§ What the task asks:
Use the entries below and reproduce exactly the lines from the one containing "are matched case-insensitively" down to the one containing "pub fn resolve_cell_input(value: CellValue, property: &mut", both of them included.

[Saved data entries]
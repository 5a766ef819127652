// Display formatting: number formats, option labels, label input, markdown export

use crate::document::{self, CellValue};
use crate::schema::{
    DatabaseContent, NumberFormat, NumberStyle, PropertyDef, PropertyKind, SelectOption,
};

/// Render a number with a property's number format.
pub fn format_number(value: f64, format: &NumberFormat) -> String {
    if !value.is_finite() {
        return document::format_number(value);
    }

    let decimals = match (format.decimals, format.style) {
        (Some(d), _) => Some(d as usize),
        (None, NumberStyle::Currency) => Some(2),
        (None, _) => None,
    };
    let body = match decimals {
        Some(d) => format!("{:.*}", d, value.abs()),
        None => document::format_number(value.abs()),
    };
    let body = if format.thousands_separator {
        group_thousands(&body)
    } else {
        body
    };
    let sign = if value < 0.0 && body.chars().any(|c| c.is_ascii_digit() && c != '0') {
        "-"
    } else {
        ""
    };

    match format.style {
        NumberStyle::Plain => format!("{sign}{body}"),
        NumberStyle::Currency => {
            let symbol = format.currency_symbol.as_deref().unwrap_or("$");
            format!("{sign}{symbol}{body}")
        }
        NumberStyle::Percent => format!("{sign}{body}%"),
    }
}

fn group_thousands(digits: &str) -> String {
    let (int_part, frac_part) = match digits.find('.') {
        Some(pos) => digits.split_at(pos),
        None => (digits, ""),
    };
    let len = int_part.len();
    let mut out = String::with_capacity(digits.len() + len / 3);
    for (i, c) in int_part.chars().enumerate() {
        if i > 0 && (len - i) % 3 == 0 {
            out.push(',');
        }
        out.push(c);
    }
    out.push_str(frac_part);
    out
}

/// Render a number cell, using the property's format when it has one.
pub fn format_cell_number(value: f64, property: &PropertyDef) -> String {
    match property.number_format() {
        Some(format) => format_number(value, format),
        None => document::format_number(value),
    }
}

/// Stored value -> display text. Option ids become labels (multiSelect labels
/// are joined with ", "), booleans render as `true`/`false` and null as "".
pub fn resolve_option_label(value: &CellValue, property: &PropertyDef) -> String {
    match (&property.kind, value) {
        (PropertyKind::Select { .. }, CellValue::Text(id)) => property
            .option_label(id)
            .unwrap_or(id)
            .to_string(),
        (PropertyKind::MultiSelect { .. }, CellValue::List(ids)) => ids
            .iter()
            .map(|id| property.option_label(id).unwrap_or(id))
            .collect::<Vec<_>>()
            .join(", "),
        _ => value.to_display_string(),
    }
}

/// User-facing input -> stored value.
///
/// Select labels (and multiSelect label lists) are matched case-insensitively
/// against the property's options; labels with no option get a new one,
/// coloured by its position in the palette. Other values pass through.
pub fn resolve_cell_input(value: CellValue, property: &mut PropertyDef) -> CellValue {
    let multi = matches!(property.kind, PropertyKind::MultiSelect { .. });
    let Some(options) = property.options_mut() else {
        return value;
    };

    match (multi, value) {
        (false, CellValue::Text(label)) => CellValue::Text(option_id_for(options, &label)),
        (true, CellValue::List(labels)) => CellValue::List(
            labels
                .iter()
                .map(|label| option_id_for(options, label))
                .collect(),
        ),
        (true, CellValue::Text(label)) if !label.is_empty() => {
            CellValue::List(vec![option_id_for(options, &label)])
        }
        (_, other) => other,
    }
}

fn option_id_for(options: &mut Vec<SelectOption>, label: &str) -> String {
    let wanted = label.to_lowercase();
    if let Some(option) = options.iter().find(|o| o.label.to_lowercase() == wanted) {
        return option.id.clone();
    }
    let option = SelectOption::new(label, options.len());
    let id = option.id.clone();
    log::debug!("Created option '{label}' ({id})");
    options.push(option);
    id
}

/// Render a database as a markdown table preceded by YAML-style front matter.
pub fn format_as_markdown_table(content: &DatabaseContent, title: &str) -> String {
    let summary = content
        .properties
        .iter()
        .map(|p| format!("{} ({})", p.name, p.property_type().as_str()))
        .collect::<Vec<_>>()
        .join(", ");

    let mut lines = vec![
        "---".to_string(),
        format!("title: {title}"),
        format!("properties: {summary}"),
        format!("rows: {}", content.rows.len()),
        "---".to_string(),
        String::new(),
    ];

    if content.properties.is_empty() {
        lines.push("(no properties defined)".to_string());
        return lines.join("\n");
    }

    let headers: Vec<&str> = content.properties.iter().map(|p| p.name.as_str()).collect();
    lines.push(format!("| {} |", headers.join(" | ")));
    lines.push(format!("|{}|", vec!["---"; headers.len()].join("|")));

    for row in &content.rows {
        let values: Vec<String> = content
            .properties
            .iter()
            .map(|p| resolve_option_label(row.cell(&p.id), p).replace('|', "\\|"))
            .collect();
        lines.push(format!("| {} |", values.join(" | ")));
    }

    lines.join("\n")
}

§ Solution below:
/// Select labels (and multiSelect label lists) are matched case-insensitively
/// against the property's options; labels with no option get a new one,
/// coloured by its position in the palette. Other values pass through.
pub fn resolve_cell_input(value: CellValue, property: &mut PropertyDef) -> CellValue {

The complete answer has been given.